L’homme croise les bras sans conviction, et alors que tous les traits du visage laissent supposer un épanouissement radieux et une certaine complicité avec l’appareil photo, on sent dans la posture une gêne, un malaise, un étonnement ; le visage s’adapte mais le corps ne trompe pas. Habituellement il faut savoir faire coordonner son image avec son statut mais Brian Eno n’en semble plus capable ; pas tellement qu’il s’y oppose mais plus qu’il ne se pose pas la question. Dans son regard charmeur et plein de certitude, on sait qu’il n’y a rien de plus qu’un homme qui fixe machinalement l’objet noir, comme le ferait n’importe quel quidam qui ne pense à son image qu’au moment où la technologie la questionne. Il reste un homme caché, non par choix mais par nature. Rares sont les figures dont l’unique présence apaise alors qu’habituellement on se sent à leur côté excité, apeuré, agité ou agacé.
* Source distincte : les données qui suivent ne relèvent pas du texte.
//! Exchange boundary
//!
//! The upstream service that owns positions, market data and stop orders.
//! Only reached through the rate limiter's retry wrapper.

mod paper;
mod types;

pub use paper::{ExchangeOp, PaperExchange, PaperFixture, PlacedStop};
pub use types::{timeframe_secs, ExchangeError, OrderId, Position, PriceBar, Side};

use async_trait::async_trait;
use rust_decimal::Decimal;

/// Trait for exchange connectivity implementations
#[async_trait]
pub trait Exchange: Send + Sync {
    /// All positions with non-zero size
    async fn fetch_positions(&self) -> Result<Vec<Position>, ExchangeError>;
    /// Most recent `count` closed bars, oldest first
    async fn fetch_price_bars(
        &self,
        symbol: &str,
        timeframe: &str,
        count: usize,
    ) -> Result<Vec<PriceBar>, ExchangeError>;
    /// Last traded price
    async fn fetch_current_price(&self, symbol: &str) -> Result<Decimal, ExchangeError>;
    /// Replace the protective stop for a position
    async fn place_or_modify_stop(
        &self,
        symbol: &str,
        price: Decimal,
        side: Side,
    ) -> Result<OrderId, ExchangeError>;
    /// Connectivity check used by the health check
    async fn ping(&self) -> Result<(), ExchangeError>;
}
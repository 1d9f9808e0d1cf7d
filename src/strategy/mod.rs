//! Stop strategy module
//!
//! Computes candidate stops from several signal sources and selects the most
//! protective valid one. Trailing memory lives inside the engine, keyed by
//! symbol.

mod engine;
mod types;

pub use engine::{needs_adjustment, StopStrategyEngine};
pub use types::{Candidate, Decision, HoldReason, MarketState, StopDecision, StrategyTag};
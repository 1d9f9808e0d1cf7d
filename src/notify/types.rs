//! Alert types

use crate::strategy::StrategyTag;
use rust_decimal::Decimal;
use serde::Serialize;
use std::fmt;
use thiserror::Error;

/// Event worth telling an operator about
#[derive(Debug, Clone, PartialEq, Serialize)]
#[serde(tag = "alert", rename_all = "snake_case")]
pub enum Alert {
    /// A stop was placed or moved
    StopAdjusted {
        symbol: String,
        previous: Option<Decimal>,
        stop: Decimal,
        strategy: StrategyTag,
    },
    /// A symbol hit a fatal upstream error and is no longer monitored
    SymbolExcluded { symbol: String, error: String },
}

impl Alert {
    pub fn symbol(&self) -> &str {
        match self {
            Alert::StopAdjusted { symbol, .. } | Alert::SymbolExcluded { symbol, .. } => symbol,
        }
    }
}

impl fmt::Display for Alert {
    fn fmt(&self, f: &mut fmt::Formatter<'_>) -> fmt::Result {
        match self {
            Alert::StopAdjusted {
                symbol,
                previous: Some(previous),
                stop,
                strategy,
            } => write!(f, "{symbol}: stop moved {previous} -> {stop} ({strategy})"),
            Alert::StopAdjusted {
                symbol,
                previous: None,
                stop,
                strategy,
            } => write!(f, "{symbol}: stop placed at {stop} ({strategy})"),
            Alert::SymbolExcluded { symbol, error } => {
                write!(f, "{symbol}: excluded from monitoring: {error}")
            }
        }
    }
}

/// Alert delivery failure
#[derive(Debug, Clone, PartialEq, Eq, Error)]
pub enum NotifyError {
    #[error("Alert delivery failed: {0}")]
    Delivery(String),
    #[error("Alert delivery timed out")]
    Timeout,
}
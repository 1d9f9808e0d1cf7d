//! Alerts written to the log

use super::{Alert, Notifier, NotifyError};
use async_trait::async_trait;

/// Writes alerts to the `alert` tracing target
#[derive(Debug, Clone, Copy, Default)]
pub struct LogNotifier;

#[async_trait]
impl Notifier for LogNotifier {
    async fn notify(&self, alert: &Alert) -> Result<(), NotifyError> {
        match alert {
            Alert::StopAdjusted { .. } => {
                tracing::info!(target: "alert", symbol = alert.symbol(), "{}", alert)
            }
            Alert::SymbolExcluded { .. } => {
                tracing::warn!(target: "alert", symbol = alert.symbol(), "{}", alert)
            }
        }
        Ok(())
    }
}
« Small Craft on a Milk Sea » scelle la première collaboration entre deux entités différentes dans leur forme mais aux objectifs communs, d’un coté la force tranquille enoienne, de l’autre la pile énergisante warpienne, l’homme et le label, l’unicité et le groupe, et signifie justement l’insertion d’un courant dans ce qui n’était qu’apaisement. Ici la musique ambiante de Brian Eno se fait challenger par des rythmiques affutées (« Horse »), des guitares qui combattent les percussions (« 2 Forms of Anger » qui rappelle que les distorsions rageuses ne sont que l’autre facette du courroux qui coule dans l’ambiant) et un piano dont les notes s’égrènent à la volée (« Complex Heaven »).
Au premier abord, on pourrait dire qu’il s’agit de l’apport évident du guitariste Leo Abrahams et du producteur Jon Hopkins (qui s’occupe également ici des parties de piano) mais du fait que les deux précités soient de base des élèves de Eno qui s’adonnent à l’ambiant, on réalise vite que « Small Craft on a Milk Sea » est bien un album du maître anglais qui se déploie juste en formation trio. Cette notion de trio est d’ailleurs assez importante non pas en termes de composition mais en termes de développement des titres : alors qu’habituellement sa musique est générée par l’intellect on sent ici qu’elle se laisse porter par l’alchimie entre les machines ; preuve qu’on pourrait faire de l’electro-jazz en ne conservant du second que le processus de création : des jams électroniques qui toiseraient du regard les DJ set.
Principalement dans sa première partie « Small Craft on a Milk Sea » remet tout en cause ; accessible, truffé de mélodies, il devient l’un des albums les plus directs de Brian Eno, et si l’on ne s’attendait pas à un retour à l’ère Frippertronics, il faut bien avouer que les beats frontaux de « Flint March » titillent et raclent la peau et que la structure sonore de « Paleosonic » plus visuelle que cinématographique, dilate les pupilles.
Oui alors que la musique de Brian Eno s’était faite de plus en plus cinématographique (au point qu’on regrettait que les images ne soient pas fournies avec ; un travers dont les résidus se retrouvent toujours dans la deuxième partie de « Small Craft on a Milk Sea »), elle devient intrinsèquement visuelle et c’est à nous de dessiner dans notre tête les folies picturales que génèrent ces épopées électroniques.